No dairy farmer without a plan and budget should be planning on expanding, according to Laurence Shalloo, Teagasc Senior Research Officer.
“We’re all expanding as an industry, but few have a business plan and know what profit will be there. We should only expand if we have a plan in place and it tells us we will make more money and will be sustainable. For many, they are only increasing numbers because they can.”
He said the Irish dairy industry has known since 2008 that milk quotas were going to go in 2015 and since then cow numbers have been building. “Dairy heifer calf numbers are beginning to increase from 250,000 in 2006/’07 to 380,000 today. So there is a trend to greater numbers and to expand.”

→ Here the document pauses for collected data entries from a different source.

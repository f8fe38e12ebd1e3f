//! Endpoint configuration.
//!
//! Fixed when the endpoint is bound; there is no baud renegotiation. The
//! defaults match a 9600 baud, 8 data bit, odd parity, active transmitter.

use std::{fmt, time::Duration};

use serde::{Deserialize, Serialize};
use uartvip_proto::{FrameFormat, Parity};

use crate::error::ConfigError;

/// Default line speed in bits per second.
pub const DEFAULT_BAUD_RATE: u32 = 9600;

/// Default data bits per frame.
pub const DEFAULT_DATA_BITS: u8 = 8;

/// Default parity mode.
pub const DEFAULT_PARITY: Option<Parity> = Some(Parity::Odd);

/// Shortest bit period that still leaves room for a sample strictly inside
/// the slot (offsets are drawn from `[1, bit_period - 1]`).
pub const MIN_BIT_PERIOD_NS: u64 = 2;

const NANOS_PER_SEC: u64 = 1_000_000_000;

/// Whether an endpoint may drive its line.
#[derive(Debug, Clone, Copy, PartialEq, Eq, Hash, Serialize, Deserialize)]
#[serde(rename_all = "lowercase")]
pub enum Role {
    /// Drives the line as a transmitter; may also observe
    Active,
    /// Observe-only monitor
    Passive,
}

impl Role {
    /// Active endpoints own a drive line.
    pub fn can_drive(self) -> bool {
        matches!(self, Self::Active)
    }
}

impl fmt::Display for Role {
    fn fmt(&self, f: &mut fmt::Formatter<'_>) -> fmt::Result {
        match self {
            Self::Active => f.write_str("active"),
            Self::Passive => f.write_str("passive"),
        }
    }
}

/// UART endpoint configuration
#[derive(Debug, Clone, PartialEq, Eq, Serialize, Deserialize)]
#[serde(default)]
pub struct UartConfig {
    /// Bits per second
    pub baud_rate: u32,
    /// Data bits per frame (5..=8)
    pub data_bits: u8,
    /// Parity mode, `None` for no parity slot
    pub parity: Option<Parity>,
    /// Active transmitter or passive monitor
    pub role: Role,
}

impl Default for UartConfig {
    fn default() -> Self {
        Self {
            baud_rate: DEFAULT_BAUD_RATE,
            data_bits: DEFAULT_DATA_BITS,
            parity: DEFAULT_PARITY,
            role: Role::Active,
        }
    }
}

impl UartConfig {
    /// Default configuration in the passive role.
    pub fn passive() -> Self {
        Self { role: Role::Passive, ..Self::default() }
    }

    /// Set the baud rate.
    #[must_use]
    pub fn with_baud_rate(mut self, baud_rate: u32) -> Self {
        self.baud_rate = baud_rate;
        self
    }

    /// Set the data width.
    #[must_use]
    pub fn with_data_bits(mut self, data_bits: u8) -> Self {
        self.data_bits = data_bits;
        self
    }

    /// Set the parity mode.
    #[must_use]
    pub fn with_parity(mut self, parity: Option<Parity>) -> Self {
        self.parity = parity;
        self
    }

    /// Set the role.
    #[must_use]
    pub fn with_role(mut self, role: Role) -> Self {
        self.role = role;
        self
    }

    /// Bit period in whole nanoseconds: `1e9 / baud_rate`, truncated.
    ///
    /// Zero for a zero baud rate; [`UartConfig::validate`] rejects that.
    pub fn bit_period(&self) -> Duration {
        Duration::from_nanos(self.bit_period_ns())
    }

    fn bit_period_ns(&self) -> u64 {
        NANOS_PER_SEC.checked_div(u64::from(self.baud_rate)).unwrap_or(0)
    }

    /// Frame format described by this configuration.
    pub fn frame_format(&self) -> Result<FrameFormat, ConfigError> {
        Ok(FrameFormat::new(self.data_bits, self.parity)?)
    }

    /// Check the configuration is usable.
    ///
    /// # Errors
    ///
    /// - `ConfigError::ZeroBaudRate` for a zero baud rate
    /// - `ConfigError::BaudRateTooHigh` if the bit period is under
    ///   [`MIN_BIT_PERIOD_NS`]
    /// - `ConfigError::Format` for an unsupported data width
    pub fn validate(&self) -> Result<(), ConfigError> {
        if self.baud_rate == 0 {
            return Err(ConfigError::ZeroBaudRate);
        }

        let bit_period_ns = self.bit_period_ns();
        if bit_period_ns < MIN_BIT_PERIOD_NS {
            return Err(ConfigError::BaudRateTooHigh { baud_rate: self.baud_rate, bit_period_ns });
        }

        self.frame_format()?;
        Ok(())
    }
}
//! Fuzz target for frame decoding
//!
//! Feeds arbitrary slot samples and frame formats to `decode` to find:
//! - Panics on short, long or malformed sample runs
//! - Data wider than the format's data bits
//! - Parity recomputed instead of recorded
//!
//! The decoder should NEVER panic. Wrong-length input returns an error.

#![no_main]

use std::time::Duration;

use arbitrary::Arbitrary;
use libfuzzer_sys::fuzz_target;
use uartvip_proto::{FrameFormat, Parity, decode, encode_transaction};

#[derive(Debug, Arbitrary)]
struct Input {
    data_bits: u8,
    parity: Option<bool>,
    samples: Vec<bool>,
}

fuzz_target!(|input: Input| {
    let parity = input.parity.map(|odd| if odd { Parity::Odd } else { Parity::Even });
    let Ok(format) = FrameFormat::new(input.data_bits, parity) else {
        return;
    };

    let Ok(txn) = decode(&input.samples, format, Duration::ZERO) else {
        assert_ne!(input.samples.len(), format.slot_count());
        return;
    };

    assert_eq!(txn.data() & !format.data_mask(), 0);
    // Decoding records the line verbatim, so re-encoding reproduces it.
    assert_eq!(encode_transaction(&txn), input.samples);
});
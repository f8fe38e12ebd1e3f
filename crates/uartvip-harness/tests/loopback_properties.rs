//! Property tests for loopback traffic under randomized sampling.
//!
//! Every run draws its idle delays and sampling offsets from the seed, so a
//! failing case replays exactly from the seed proptest reports.

use proptest::prelude::*;
use uartvip_core::{Parity, UartConfig};
use uartvip_harness::{LoopbackBench, Stimulus};

fn parity() -> impl Strategy<Value = Option<Parity>> {
    prop_oneof![Just(None), Just(Some(Parity::Odd)), Just(Some(Parity::Even))]
}

fn baud_rate() -> impl Strategy<Value = u32> {
    prop_oneof![Just(9_600u32), Just(115_200), Just(1_000_000), Just(250_000_000)]
}

fn stimulus() -> impl Strategy<Value = Stimulus> {
    (any::<u8>(), any::<bool>()).prop_map(|(data, good_parity)| Stimulus { data, good_parity })
}

proptest! {
    #![proptest_config(ProptestConfig::with_cases(64))]

    /// Property: whatever the jitter, the monitor decodes exactly what was sent
    #[test]
    fn prop_loopback_decodes_what_was_sent(
        seed in any::<u64>(),
        baud in baud_rate(),
        data_bits in 5u8..=8,
        parity in parity(),
        frames in prop::collection::vec(stimulus(), 1..8),
    ) {
        let config = UartConfig::default()
            .with_baud_rate(baud)
            .with_data_bits(data_bits)
            .with_parity(parity);
        let mut bench = LoopbackBench::new(seed, config).unwrap();
        let run = bench.run(&frames).unwrap();

        prop_assert_eq!(run.received.len(), frames.len());
        for (frame, received) in frames.iter().zip(&run.received) {
            let mask = u8::MAX >> (8 - data_bits);
            prop_assert_eq!(received.data(), frame.data & mask);
            prop_assert!(received.stop_bit_ok());
            prop_assert_eq!(received.parity_ok(), frame.good_parity || parity.is_none());
        }
        prop_assert!(run.report.passed(), "seed {}: {}", seed, run.report);
    }

    /// Property: the same seed replays the same waveform and timestamps
    #[test]
    fn prop_same_seed_replays_identically(
        seed in any::<u64>(),
        frames in prop::collection::vec(stimulus(), 1..4),
    ) {
        let mut first = LoopbackBench::new(seed, UartConfig::default()).unwrap();
        let mut second = LoopbackBench::new(seed, UartConfig::default()).unwrap();

        let a = first.run(&frames).unwrap();
        let b = second.run(&frames).unwrap();

        prop_assert_eq!(first.waveform(), second.waveform());
        prop_assert_eq!(a.received, b.received);
        prop_assert_eq!(a.sent, b.sent);
    }
}

#[test]
fn back_to_back_frames_keep_their_order() {
    let mut bench = LoopbackBench::new(77, UartConfig::default()).unwrap();
    let frames: Vec<Stimulus> = (0u8..16).map(Stimulus::good).collect();
    let run = bench.run(&frames).unwrap();

    let data: Vec<u8> = run.received.iter().map(|t| t.data()).collect();
    assert_eq!(data, (0u8..16).collect::<Vec<_>>());

    let edges = bench.waveform().falling_edges();
    let starts: Vec<_> = run.sent.iter().map(|t| t.timestamp()).collect();
    assert!(starts.iter().all(|s| edges.contains(s)));
    assert!(starts.windows(2).all(|w| w[0] < w[1]));
}
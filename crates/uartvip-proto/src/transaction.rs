//! Transaction record for one serial frame.
//!
//! A `Transaction` is built exactly once, either from an intended data value
//! (transmit side) or from sampled line levels (receive side), and is never
//! mutated afterwards. Levels are stored as `bool` with `true` meaning logic
//! high.

use std::{fmt, time::Duration};

use serde::{Serialize, Serializer};

use crate::{FrameFormat, Parity, errors::Mismatch};

/// Line levels of a frame's fields, as sampled or as they should be driven.
#[derive(Debug, Clone, Copy, PartialEq, Eq)]
pub struct LineFields {
    /// Start slot level (low in a well-formed frame)
    pub start_bit: bool,
    /// Data value, LSB sent first
    pub data: u8,
    /// Parity slot level. Ignored when the format has no parity.
    pub parity_bit: bool,
    /// Stop slot level (high in a well-formed frame)
    pub stop_bit: bool,
}

/// Overall validity of a frame.
#[derive(Debug, Clone, Copy, PartialEq, Eq, Serialize)]
#[serde(rename_all = "snake_case")]
pub enum FrameStatus {
    /// Start low, stop high, parity matches the data
    Valid,
    /// Start bit high or stop bit low
    FramingError,
    /// Framing is fine but the parity bit does not match the data
    ParityError,
}

/// One complete serial frame, observed or synthesized.
///
/// # Invariants
///
/// - `data` is masked to the format's width.
/// - `parity_bit` is `Some` exactly when the format enables parity.
/// - Built by [`Transaction::new`] the parity bit is correct for `data`,
///   unless bad parity was requested, in which case it is the complement.
#[derive(Debug, Clone, PartialEq, Eq, Serialize)]
pub struct Transaction {
    format: FrameFormat,
    start_bit: bool,
    data: u8,
    parity_bit: Option<bool>,
    stop_bit: bool,
    #[serde(rename = "timestamp_ns", serialize_with = "serialize_nanos")]
    timestamp: Duration,
}

fn serialize_nanos<S: Serializer>(value: &Duration, serializer: S) -> Result<S::Ok, S::Error> {
    serializer.serialize_u128(value.as_nanos())
}

impl Transaction {
    /// Intended frame for `data`.
    ///
    /// With `good_parity == false` the parity bit is inverted, producing a
    /// frame a receiver should flag with [`FrameStatus::ParityError`]. Has no
    /// effect when the format has no parity.
    pub fn new(data: u8, format: FrameFormat, good_parity: bool, timestamp: Duration) -> Self {
        let data = data & format.data_mask();
        let parity_bit = format.parity_bit(data).map(|bit| if good_parity { bit } else { !bit });

        Self { format, start_bit: false, data, parity_bit, stop_bit: true, timestamp }
    }

    /// Frame reconstructed from line levels, recorded verbatim.
    ///
    /// Parity is not recomputed here. Use [`Transaction::parity_ok`] or
    /// [`Transaction::check_against`] to judge it.
    pub fn observed(format: FrameFormat, fields: LineFields, timestamp: Duration) -> Self {
        Self {
            format,
            start_bit: fields.start_bit,
            data: fields.data & format.data_mask(),
            parity_bit: format.parity().map(|_| fields.parity_bit),
            stop_bit: fields.stop_bit,
            timestamp,
        }
    }

    /// Frame format this transaction was built for.
    pub fn format(&self) -> FrameFormat {
        self.format
    }

    /// Start slot level.
    pub fn start_bit(&self) -> bool {
        self.start_bit
    }

    /// Data value.
    pub fn data(&self) -> u8 {
        self.data
    }

    /// Whether the frame carries a parity slot.
    pub fn has_parity(&self) -> bool {
        self.parity_bit.is_some()
    }

    /// Parity polarity, if enabled.
    pub fn parity_type(&self) -> Option<Parity> {
        self.format.parity()
    }

    /// Parity slot level, if enabled.
    pub fn parity_bit(&self) -> Option<bool> {
        self.parity_bit
    }

    /// Stop slot level.
    pub fn stop_bit(&self) -> bool {
        self.stop_bit
    }

    /// Simulation time at which the frame was started (transmit) or
    /// recognized (receive).
    pub fn timestamp(&self) -> Duration {
        self.timestamp
    }

    /// Start slot was sampled low.
    pub fn start_bit_ok(&self) -> bool {
        !self.start_bit
    }

    /// Stop slot was sampled high.
    pub fn stop_bit_ok(&self) -> bool {
        self.stop_bit
    }

    /// Parity slot matches the parity recomputed over `data`. Always true
    /// without parity.
    pub fn parity_ok(&self) -> bool {
        self.parity_bit == self.format.parity_bit(self.data)
    }

    /// Framing problems take precedence over parity problems.
    pub fn status(&self) -> FrameStatus {
        if !self.start_bit_ok() || !self.stop_bit_ok() {
            FrameStatus::FramingError
        } else if !self.parity_ok() {
            FrameStatus::ParityError
        } else {
            FrameStatus::Valid
        }
    }

    /// Line levels of every field.
    pub fn fields(&self) -> LineFields {
        LineFields {
            start_bit: self.start_bit,
            data: self.data,
            parity_bit: self.parity_bit.unwrap_or(false),
            stop_bit: self.stop_bit,
        }
    }

    /// Compare this (observed) transaction with an expected one.
    ///
    /// Fields are checked in wire order after the format; the first
    /// difference is returned. Timestamps are ignored.
    pub fn check_against(&self, expected: &Self) -> Result<(), Mismatch> {
        if self.format != expected.format {
            return Err(Mismatch::Format { expected: expected.format, observed: self.format });
        }
        if self.start_bit != expected.start_bit {
            return Err(Mismatch::StartBit {
                expected: u8::from(expected.start_bit),
                observed: u8::from(self.start_bit),
            });
        }
        if self.data != expected.data {
            return Err(Mismatch::Data { expected: expected.data, observed: self.data });
        }
        if let (Some(expected_bit), Some(observed_bit)) = (expected.parity_bit, self.parity_bit)
            && expected_bit != observed_bit
        {
            return Err(Mismatch::ParityBit {
                expected: u8::from(expected_bit),
                observed: u8::from(observed_bit),
            });
        }
        if self.stop_bit != expected.stop_bit {
            return Err(Mismatch::StopBit {
                expected: u8::from(expected.stop_bit),
                observed: u8::from(self.stop_bit),
            });
        }
        Ok(())
    }
}

impl fmt::Display for Transaction {
    fn fmt(&self, f: &mut fmt::Formatter<'_>) -> fmt::Result {
        write!(f, "<uart {} data={:#04x}", self.format, self.data)?;
        if let Some(bit) = self.parity_bit {
            write!(f, " parity={}", u8::from(bit))?;
        }
        write!(f, " stop={} t={}ns>", u8::from(self.stop_bit), self.timestamp.as_nanos())
    }
}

However, every farmer, he says should ask themselves: ‘Where do I want to go as a farmer?’ and ‘What is the profitable expansion potential from my farm?’
The other questions that dairy farmers need to ask is how much more money will you make from the expansion and will expansion increase profitability?
One key to farm potential, he says, lie in grass production. Based on 30c/L milk price, he said profitability increases up to 2.5LU/ha up to 13t DM/ha of grass being grown. “Matching the grass supply will be where maximum profitability will be achieved. Feeding extra supplement reduces profitability at all stocking rates. The response is not good enough to justify the cost.”
However, he also warned that anyone expanding can expect to see a reduction in efficiency and productivity on farm. “If we put in a new milking parlour today, it will be a couple of years before cows are up to speed. Increased heifer numbers will cost massively on farm. We don’t expect this from the herd when we expand.”